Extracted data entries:
^^^^^^^^^^^^^^^^

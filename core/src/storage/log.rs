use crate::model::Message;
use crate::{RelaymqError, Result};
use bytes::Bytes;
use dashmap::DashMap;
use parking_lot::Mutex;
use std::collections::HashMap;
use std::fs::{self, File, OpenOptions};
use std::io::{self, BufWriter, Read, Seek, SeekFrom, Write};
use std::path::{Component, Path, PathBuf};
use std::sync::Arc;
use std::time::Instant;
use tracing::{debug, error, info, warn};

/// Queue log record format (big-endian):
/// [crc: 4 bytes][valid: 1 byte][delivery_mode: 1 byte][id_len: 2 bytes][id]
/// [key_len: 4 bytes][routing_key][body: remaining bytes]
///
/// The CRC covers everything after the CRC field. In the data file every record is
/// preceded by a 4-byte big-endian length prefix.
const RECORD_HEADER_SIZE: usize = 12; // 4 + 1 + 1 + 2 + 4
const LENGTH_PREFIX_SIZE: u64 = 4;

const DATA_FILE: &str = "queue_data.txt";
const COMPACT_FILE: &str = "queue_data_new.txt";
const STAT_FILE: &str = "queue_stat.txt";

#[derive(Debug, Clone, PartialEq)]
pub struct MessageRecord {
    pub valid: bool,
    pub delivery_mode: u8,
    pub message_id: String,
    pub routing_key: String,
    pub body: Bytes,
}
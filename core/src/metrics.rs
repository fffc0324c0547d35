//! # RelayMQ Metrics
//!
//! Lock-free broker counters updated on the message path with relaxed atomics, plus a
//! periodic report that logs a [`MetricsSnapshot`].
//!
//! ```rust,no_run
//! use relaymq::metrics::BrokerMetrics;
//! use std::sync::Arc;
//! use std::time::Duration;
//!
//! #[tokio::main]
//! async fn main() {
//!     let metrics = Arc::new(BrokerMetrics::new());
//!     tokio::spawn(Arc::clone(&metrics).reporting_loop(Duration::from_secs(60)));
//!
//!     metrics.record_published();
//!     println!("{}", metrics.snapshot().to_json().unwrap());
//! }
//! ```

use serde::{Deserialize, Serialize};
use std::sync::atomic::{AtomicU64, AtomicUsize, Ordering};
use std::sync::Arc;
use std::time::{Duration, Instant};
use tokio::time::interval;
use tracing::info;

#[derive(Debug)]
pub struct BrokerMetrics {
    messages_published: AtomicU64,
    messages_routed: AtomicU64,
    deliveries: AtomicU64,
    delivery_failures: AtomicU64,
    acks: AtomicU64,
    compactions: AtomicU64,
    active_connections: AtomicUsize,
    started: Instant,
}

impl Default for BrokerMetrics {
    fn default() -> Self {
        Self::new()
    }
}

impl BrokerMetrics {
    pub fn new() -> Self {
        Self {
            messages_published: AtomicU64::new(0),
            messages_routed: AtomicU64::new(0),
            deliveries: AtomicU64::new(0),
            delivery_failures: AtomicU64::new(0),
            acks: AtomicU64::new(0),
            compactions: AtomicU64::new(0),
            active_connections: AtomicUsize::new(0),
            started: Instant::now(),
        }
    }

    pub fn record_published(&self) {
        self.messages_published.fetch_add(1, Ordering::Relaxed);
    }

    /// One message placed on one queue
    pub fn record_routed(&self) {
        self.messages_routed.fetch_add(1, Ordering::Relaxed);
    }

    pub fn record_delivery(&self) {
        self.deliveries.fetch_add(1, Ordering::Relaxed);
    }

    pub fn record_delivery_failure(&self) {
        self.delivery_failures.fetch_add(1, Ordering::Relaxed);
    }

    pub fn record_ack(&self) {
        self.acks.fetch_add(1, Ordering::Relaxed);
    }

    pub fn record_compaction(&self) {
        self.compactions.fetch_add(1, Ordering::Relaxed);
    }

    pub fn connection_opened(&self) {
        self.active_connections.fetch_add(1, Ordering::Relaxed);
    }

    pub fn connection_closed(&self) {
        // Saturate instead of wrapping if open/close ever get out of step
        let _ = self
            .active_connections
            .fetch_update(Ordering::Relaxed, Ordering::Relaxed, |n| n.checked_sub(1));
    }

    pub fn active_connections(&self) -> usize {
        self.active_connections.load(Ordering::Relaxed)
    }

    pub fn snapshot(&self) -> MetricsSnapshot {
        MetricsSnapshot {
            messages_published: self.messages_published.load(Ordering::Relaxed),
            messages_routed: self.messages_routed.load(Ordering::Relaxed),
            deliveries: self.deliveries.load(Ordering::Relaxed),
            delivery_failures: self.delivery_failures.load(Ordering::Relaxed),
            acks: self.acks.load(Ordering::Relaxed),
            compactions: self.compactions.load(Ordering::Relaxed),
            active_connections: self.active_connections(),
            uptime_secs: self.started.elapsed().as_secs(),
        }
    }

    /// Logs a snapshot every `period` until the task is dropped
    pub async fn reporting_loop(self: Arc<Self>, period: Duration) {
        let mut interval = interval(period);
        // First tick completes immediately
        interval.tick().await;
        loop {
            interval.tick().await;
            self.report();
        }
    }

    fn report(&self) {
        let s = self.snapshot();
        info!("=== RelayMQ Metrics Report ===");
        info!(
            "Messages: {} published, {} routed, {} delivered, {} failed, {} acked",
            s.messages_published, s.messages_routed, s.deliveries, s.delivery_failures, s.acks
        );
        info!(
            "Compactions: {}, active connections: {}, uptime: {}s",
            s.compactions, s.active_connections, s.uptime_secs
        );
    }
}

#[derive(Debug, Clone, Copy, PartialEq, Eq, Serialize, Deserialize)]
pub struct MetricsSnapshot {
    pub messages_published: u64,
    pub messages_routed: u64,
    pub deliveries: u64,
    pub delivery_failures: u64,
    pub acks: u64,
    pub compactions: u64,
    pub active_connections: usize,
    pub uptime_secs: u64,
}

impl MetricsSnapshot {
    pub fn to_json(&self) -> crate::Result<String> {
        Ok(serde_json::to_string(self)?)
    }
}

^^^^^^^^^^^^^^^^

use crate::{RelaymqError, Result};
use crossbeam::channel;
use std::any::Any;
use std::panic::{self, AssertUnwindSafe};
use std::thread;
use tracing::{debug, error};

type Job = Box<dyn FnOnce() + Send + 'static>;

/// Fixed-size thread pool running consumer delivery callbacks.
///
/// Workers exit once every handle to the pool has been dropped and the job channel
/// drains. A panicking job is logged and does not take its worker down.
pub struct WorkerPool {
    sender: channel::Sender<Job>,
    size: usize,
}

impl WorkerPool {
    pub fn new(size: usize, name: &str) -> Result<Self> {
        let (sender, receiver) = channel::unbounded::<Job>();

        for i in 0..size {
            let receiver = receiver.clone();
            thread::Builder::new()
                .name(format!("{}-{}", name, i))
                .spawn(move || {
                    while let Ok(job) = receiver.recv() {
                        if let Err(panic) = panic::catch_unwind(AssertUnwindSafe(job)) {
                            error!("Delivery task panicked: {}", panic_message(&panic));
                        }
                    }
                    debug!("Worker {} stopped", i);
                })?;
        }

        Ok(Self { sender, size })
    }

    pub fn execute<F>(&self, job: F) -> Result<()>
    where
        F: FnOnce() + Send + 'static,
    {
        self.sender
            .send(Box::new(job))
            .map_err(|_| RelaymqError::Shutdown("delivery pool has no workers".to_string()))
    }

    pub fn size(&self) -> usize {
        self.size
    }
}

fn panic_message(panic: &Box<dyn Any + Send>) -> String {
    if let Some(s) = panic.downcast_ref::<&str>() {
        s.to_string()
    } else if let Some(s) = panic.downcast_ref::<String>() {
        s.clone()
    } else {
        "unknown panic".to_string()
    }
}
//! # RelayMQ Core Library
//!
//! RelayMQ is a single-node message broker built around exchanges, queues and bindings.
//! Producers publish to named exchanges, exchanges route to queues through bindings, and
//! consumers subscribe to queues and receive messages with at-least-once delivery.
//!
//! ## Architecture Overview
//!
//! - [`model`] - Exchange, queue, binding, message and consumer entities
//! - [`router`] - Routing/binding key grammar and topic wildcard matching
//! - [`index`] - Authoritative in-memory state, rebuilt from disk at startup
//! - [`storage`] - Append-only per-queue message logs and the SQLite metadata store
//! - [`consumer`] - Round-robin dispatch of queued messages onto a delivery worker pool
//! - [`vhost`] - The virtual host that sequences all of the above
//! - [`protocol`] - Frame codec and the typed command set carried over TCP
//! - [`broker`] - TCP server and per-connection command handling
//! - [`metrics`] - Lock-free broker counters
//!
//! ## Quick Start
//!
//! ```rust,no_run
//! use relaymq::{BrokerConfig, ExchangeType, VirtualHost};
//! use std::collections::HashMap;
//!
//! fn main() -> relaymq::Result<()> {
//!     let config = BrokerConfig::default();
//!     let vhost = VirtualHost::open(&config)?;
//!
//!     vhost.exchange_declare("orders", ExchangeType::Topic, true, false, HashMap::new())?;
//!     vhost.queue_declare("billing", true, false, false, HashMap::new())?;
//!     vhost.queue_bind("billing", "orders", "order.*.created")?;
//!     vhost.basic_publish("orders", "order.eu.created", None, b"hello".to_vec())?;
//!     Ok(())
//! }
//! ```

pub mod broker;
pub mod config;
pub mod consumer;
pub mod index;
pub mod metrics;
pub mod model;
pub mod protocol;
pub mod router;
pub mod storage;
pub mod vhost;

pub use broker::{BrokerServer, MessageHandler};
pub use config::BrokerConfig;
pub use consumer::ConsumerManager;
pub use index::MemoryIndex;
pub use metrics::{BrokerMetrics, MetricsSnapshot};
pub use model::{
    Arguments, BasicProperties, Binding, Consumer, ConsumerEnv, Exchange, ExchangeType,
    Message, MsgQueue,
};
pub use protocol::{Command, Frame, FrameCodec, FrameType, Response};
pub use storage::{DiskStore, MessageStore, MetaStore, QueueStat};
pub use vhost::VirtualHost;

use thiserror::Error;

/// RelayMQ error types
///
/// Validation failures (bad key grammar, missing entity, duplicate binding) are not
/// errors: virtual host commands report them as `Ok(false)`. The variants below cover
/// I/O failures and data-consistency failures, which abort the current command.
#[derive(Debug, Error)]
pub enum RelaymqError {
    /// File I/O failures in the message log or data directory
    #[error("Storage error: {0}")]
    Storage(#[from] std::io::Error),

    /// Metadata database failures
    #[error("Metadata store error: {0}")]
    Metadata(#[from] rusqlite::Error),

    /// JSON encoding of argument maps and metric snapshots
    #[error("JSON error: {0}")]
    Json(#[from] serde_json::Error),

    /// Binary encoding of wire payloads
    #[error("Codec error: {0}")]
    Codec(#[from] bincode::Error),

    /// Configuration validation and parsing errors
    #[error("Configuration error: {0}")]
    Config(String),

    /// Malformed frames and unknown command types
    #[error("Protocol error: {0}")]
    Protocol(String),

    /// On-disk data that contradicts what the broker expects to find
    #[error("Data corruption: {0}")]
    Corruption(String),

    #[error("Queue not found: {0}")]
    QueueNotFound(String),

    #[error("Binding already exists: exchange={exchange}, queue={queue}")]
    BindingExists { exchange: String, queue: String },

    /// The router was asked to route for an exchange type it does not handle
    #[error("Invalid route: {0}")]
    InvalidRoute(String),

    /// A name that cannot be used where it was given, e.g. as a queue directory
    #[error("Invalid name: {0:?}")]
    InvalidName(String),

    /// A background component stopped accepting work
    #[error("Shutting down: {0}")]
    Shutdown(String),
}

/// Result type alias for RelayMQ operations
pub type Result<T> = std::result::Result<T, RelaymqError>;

^^^^^^^^^^^^^^^^

§ Assignment
Of the lines above, copy each one that contains the word "dropped".

§ Answer section
    /// Logs a snapshot every `period` until the task is dropped
/// Workers exit once every handle to the pool has been dropped and the job channel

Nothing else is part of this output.